Why Do Distributors Use Cost-Based or Cost-Plus Pricing?
When it comes to distribution pricing, cost-based pricing is one of the most popular methods around. This is because it is easy to calculate, objective, and brings predictable margins. It also doesn’t require too much effort to put in place, making it a very attractive option for businesses.
In addition, cost-based pricing is readily justifiable to customers as it’s a very straightforward way of approaching price. If a product costs x to purchase, then the producer must charge x plus a margin to secure a profit. This is a simple concept that most people can understand, making it a more appealing option than some of the more complex pricing strategies out there.
Overall, cost-based pricing is a reliable and straightforward way to set prices. It brings predictability and consistency to margins, while also being easy for customers to understand. This makes it an ideal strategy for many distributors.
The Downsides of Cost-Based or Cost-Plus Pricing
There are several downsides to using cost-based pricing, especially for the employee who is in charge of pricing. The most glaring of which is that it is inward-focused — only taking into consideration internal cost concerns and not considering external factors such as a customer’s willingness to pay a premium.
For example, you may have a source of inexpensive but reliable replacement parts for sophisticated factory machinery. Your customer places a high value on you having the right parts in stock for them when their plant is down. The cost to them will never be anywhere near the value of keeping their factory up and running. You could charge a premium for those parts well above a cost-plus pricing strategy. As such, using a cost-based pricing strategy in this instance would lead to lost revenue. You would be leaving a lot of profit on the table.
Another drawback of cost-based pricing is that it can be inflexible. For example, if production costs increase, the price of the good or service may not be able to be raised due to competition or other market factors. This can lead to lower profits or even losses for the business. Additionally, cost-based pricing can be difficult to scale up or down in response to changes in demand, which can lead to excess inventory or shortages.
Cost-Based or Cost-Plus Pricing is Inaccurate
As we discussed above, most distributors use some form of cost-based pricing in their business believing that this price will cover the cost of purchasing and selling the good or service, as well as generate a profit.
While this may be a sound strategy in theory, there are several factors that can make it difficult to accurately calculate costs.

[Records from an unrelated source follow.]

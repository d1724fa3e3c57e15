//! Integration tests for chunkwire.
//!
//! These tests run real loopback TCP servers and check that the filter
//! chain, groups, dispatcher and manager work together.

use std::net::SocketAddr;
use std::sync::atomic::{AtomicUsize, Ordering};
use std::sync::Arc;
use std::time::Duration;

use base64::engine::general_purpose::STANDARD;
use base64::Engine as _;
use tokio::io::{AsyncReadExt, AsyncWriteExt};
use tokio::net::{TcpListener, TcpStream};
use tokio::sync::mpsc;
use tokio::task::JoinHandle;

use chunkwire::filter::{
    Base64DecodeFilter, FilterPipeline, FrameExtractor, MessageSink, XorFilter,
};
use chunkwire::handler::handler_fn;
use chunkwire::lifecycle::LifecycleState;
use chunkwire::manager::AllInOnePolicy;
use chunkwire::protocol::{build_frame, Frame};
use chunkwire::{ConnectionGroup, ConnectionManager, Dispatcher, Result, ServerConfig};

fn obfuscated_pipeline() -> FilterPipeline {
    FilterPipeline::new()
        .with(Base64DecodeFilter::new())
        .with(XorFilter::new([0xFF]).unwrap())
        .with(FrameExtractor::new())
}

/// Encode frames the way the obfuscated pipeline expects: xor 0xFF, then base64.
fn obfuscate(frames: &[Vec<u8>]) -> Vec<u8> {
    let raw: Vec<u8> = frames.concat().into_iter().map(|b| b ^ 0xFF).collect();
    STANDARD.encode(raw).into_bytes()
}

async fn serve(manager: Arc<ConnectionManager>) -> (SocketAddr, JoinHandle<Result<()>>) {
    let listener = TcpListener::bind("127.0.0.1:0").await.unwrap();
    let addr = listener.local_addr().unwrap();
    let task = tokio::spawn(async move { manager.start(listener).await });
    (addr, task)
}

async fn wait_until(mut cond: impl FnMut() -> bool) {
    tokio::time::timeout(Duration::from_secs(5), async {
        while !cond() {
            tokio::time::sleep(Duration::from_millis(5)).await;
        }
    })
    .await
    .expect("condition not met in time");
}

/// Frames written through base64 and xor in ragged pieces arrive intact,
/// and the dispatcher never exceeds its ceiling.
#[tokio::test]
async fn test_obfuscated_stream_through_dispatcher() {
    let current = Arc::new(AtomicUsize::new(0));
    let peak = Arc::new(AtomicUsize::new(0));
    let (seen_tx, mut seen_rx) = mpsc::unbounded_channel::<Frame>();

    let dispatcher = {
        let current = current.clone();
        let peak = peak.clone();
        Dispatcher::new(
            "workers",
            3,
            handler_fn(move |frame: Frame| {
                let current = current.clone();
                let peak = peak.clone();
                let seen_tx = seen_tx.clone();
                async move {
                    let now = current.fetch_add(1, Ordering::SeqCst) + 1;
                    peak.fetch_max(now, Ordering::SeqCst);
                    tokio::time::sleep(Duration::from_millis(5)).await;
                    current.fetch_sub(1, Ordering::SeqCst);
                    let _ = seen_tx.send(frame);
                    Ok(())
                }
            }),
        )
    };
    dispatcher.start().unwrap();

    let policy = AllInOnePolicy::default();
    policy.group().set_handler(Arc::new(dispatcher.clone()));
    let manager = Arc::new(
        ConnectionManager::new(ServerConfig::default().with_read_buffer_size(16))
            .with_policy(policy)
            .with_pipeline_factory(obfuscated_pipeline),
    );
    let (addr, server) = serve(manager.clone()).await;

    let frames: Vec<Vec<u8>> = (0..12u16)
        .map(|i| {
            let payload = vec![i as u8; i as usize * 13];
            build_frame(i, i + 100, 1, &payload).unwrap().to_vec()
        })
        .collect();
    let stream = obfuscate(&frames);

    let mut client = TcpStream::connect(addr).await.unwrap();
    let sizes = [1usize, 7, 3, 64, 2, 31, 5];
    let mut offset = 0;
    for size in sizes.iter().cycle() {
        if offset >= stream.len() {
            break;
        }
        let end = (offset + size).min(stream.len());
        client.write_all(&stream[offset..end]).await.unwrap();
        offset = end;
    }

    let mut received = Vec::new();
    for _ in 0..frames.len() {
        received.push(seen_rx.recv().await.unwrap());
    }
    received.sort_by_key(|f| f.main_command_id());
    for (i, frame) in received.iter().enumerate() {
        assert_eq!(frame.main_command_id(), i as u16);
        assert_eq!(frame.sub_command_id(), i as u16 + 100);
        assert_eq!(frame.payload().len(), i * 13);
    }
    assert!(peak.load(Ordering::SeqCst) <= 3);

    manager.stop().unwrap();
    server.await.unwrap().unwrap();
    dispatcher.shutdown().await.unwrap();
    assert_eq!(dispatcher.state(), LifecycleState::Idle);
}

/// A corrupt header drops only the chunk it arrived in.
#[tokio::test]
async fn test_connection_survives_corrupt_header() {
    let (seen_tx, mut seen_rx) = mpsc::unbounded_channel::<Frame>();
    let policy = AllInOnePolicy::default();
    policy.group().set_handler(Arc::new(handler_fn(move |frame| {
        let seen_tx = seen_tx.clone();
        async move {
            let _ = seen_tx.send(frame);
            Ok(())
        }
    })));
    let manager = Arc::new(ConnectionManager::new(ServerConfig::default()).with_policy(policy));
    let (addr, server) = serve(manager.clone()).await;

    let mut client = TcpStream::connect(addr).await.unwrap();
    wait_until(|| manager.connection_count() == 1).await;

    // chunk size 10 disagrees with declared size 0 (expects 16)
    client
        .write_all(&[10, 0, 0, 0, 1, 0, 2, 0, 0, 0, 0, 0, 1, 0])
        .await
        .unwrap();

    // A good frame may share a read with the bad header and be dropped along
    // with it, so keep sending until one gets through.
    let good = build_frame(1, 2, 1, b"still here").unwrap();
    let frame = tokio::time::timeout(Duration::from_secs(5), async {
        loop {
            client.write_all(&good).await.unwrap();
            tokio::select! {
                frame = seen_rx.recv() => break frame.unwrap(),
                _ = tokio::time::sleep(Duration::from_millis(20)) => {}
            }
        }
    })
    .await
    .expect("no frame after the corrupt header");
    assert_eq!(frame.payload(), b"still here");
    assert_eq!(manager.connection_count(), 1);

    manager.stop().unwrap();
    server.await.unwrap().unwrap();
}

/// Separately encoded messages sent back to back decode the same however
/// the stream is split.
#[test]
fn test_back_to_back_padded_messages() {
    // 20-byte frames encode to base64 ending in "=="
    let messages: Vec<Vec<u8>> = [&b"hi"[..], b"yo"]
        .iter()
        .enumerate()
        .map(|(i, payload)| obfuscate(&[build_frame(i as u16, 0, 1, payload).unwrap().to_vec()]))
        .collect();
    assert!(messages.iter().all(|m| m.ends_with(b"==")));
    let stream = messages.concat();

    for split in 0..=stream.len() {
        let (sink, mut rx) = MessageSink::channel();
        let mut pipeline = obfuscated_pipeline();
        pipeline.set_message_sink(Some(sink));
        pipeline.write(&stream[..split]).unwrap();
        pipeline.write(&stream[split..]).unwrap();

        let mut frames = Vec::new();
        while let Ok(frame) = rx.try_recv() {
            frames.push(frame);
        }
        assert_eq!(frames.len(), 2, "split at {split}");
        assert_eq!(frames[0].payload(), b"hi");
        assert_eq!(frames[1].payload(), b"yo");
    }
}

/// Padded messages repeated on one connection all reach the handler.
#[tokio::test]
async fn test_repeated_padded_messages_over_tcp() {
    let (seen_tx, mut seen_rx) = mpsc::unbounded_channel::<Frame>();
    let policy = AllInOnePolicy::default();
    policy.group().set_handler(Arc::new(handler_fn(move |frame| {
        let seen_tx = seen_tx.clone();
        async move {
            let _ = seen_tx.send(frame);
            Ok(())
        }
    })));
    let manager = Arc::new(
        ConnectionManager::new(ServerConfig::default().with_read_buffer_size(16))
            .with_policy(policy)
            .with_pipeline_factory(obfuscated_pipeline),
    );
    let (addr, server) = serve(manager.clone()).await;

    let message = obfuscate(&[build_frame(3, 4, 1, b"hi").unwrap().to_vec()]);
    let stream = message.repeat(5);

    let mut client = TcpStream::connect(addr).await.unwrap();
    for piece in stream.chunks(9) {
        client.write_all(piece).await.unwrap();
    }

    for _ in 0..5 {
        let frame = seen_rx.recv().await.unwrap();
        assert_eq!(frame.main_command_id(), 3);
        assert_eq!(frame.payload(), b"hi");
    }

    manager.stop().unwrap();
    server.await.unwrap().unwrap();
}

/// A handler that broadcasts each frame back to the whole group.
#[tokio::test]
async fn test_group_echo_broadcast() {
    let group = ConnectionGroup::new("chat");
    let echo_group = group.clone();
    group.set_handler(Arc::new(handler_fn(move |frame: Frame| {
        let group = echo_group.clone();
        async move {
            group.broadcast(frame.encode()).await;
            Ok(())
        }
    })));

    let manager = Arc::new(
        ConnectionManager::new(ServerConfig::default()).with_policy(AllInOnePolicy::new(group.clone())),
    );
    let (addr, server) = serve(manager.clone()).await;

    let mut alice = TcpStream::connect(addr).await.unwrap();
    let mut bob = TcpStream::connect(addr).await.unwrap();
    wait_until(|| group.len() == 2).await;

    let wire = build_frame(7, 1, 2, b"hello everyone").unwrap();
    alice.write_all(&wire).await.unwrap();

    for peer in [&mut alice, &mut bob] {
        let mut buf = vec![0u8; wire.len()];
        peer.read_exact(&mut buf).await.unwrap();
        let frames = FrameExtractor::new().push(&buf).unwrap();
        assert_eq!(frames.len(), 1);
        assert_eq!(frames[0].main_command_id(), 7);
        assert_eq!(frames[0].payload(), b"hello everyone");
    }

    manager.stop().unwrap();
    server.await.unwrap().unwrap();
    assert!(group.is_empty());
    assert_eq!(group.state(), LifecycleState::Idle);
}

/// Restarting a manager reuses its groups.
#[tokio::test]
async fn test_manager_restart() {
    let manager = Arc::new(ConnectionManager::new(ServerConfig::default()));

    for _ in 0..2 {
        let (addr, server) = serve(manager.clone()).await;
        let _client = TcpStream::connect(addr).await.unwrap();
        wait_until(|| manager.connection_count() == 1).await;

        manager.stop().unwrap();
        server.await.unwrap().unwrap();
        assert_eq!(manager.state(), LifecycleState::Idle);
        assert_eq!(manager.connection_count(), 0);
    }
    assert_eq!(manager.groups().len(), 1);
}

For one, input costs can change over time, making it difficult to estimate future expenses. Additionally, different branches and locations may have different fixed costs, which can be difficult to attribute to specific products or services. And finally, even if costs are correctly estimated, there is always the chance that they will be inaccurate, resulting in lower profits than expected or lost customers altogether.
In short, while cost-based pricing is often a reliable way to set prices, it is not without its drawbacks. Distributors need to be aware of these challenges and take them into account when setting prices. By doing so, they can ensure that their prices are both fair and profitable. This is why price optimization solutions have become so critical in running your distribution system as they give you other options to evaluate market-level pricing and pricing based on customer and product segmentation.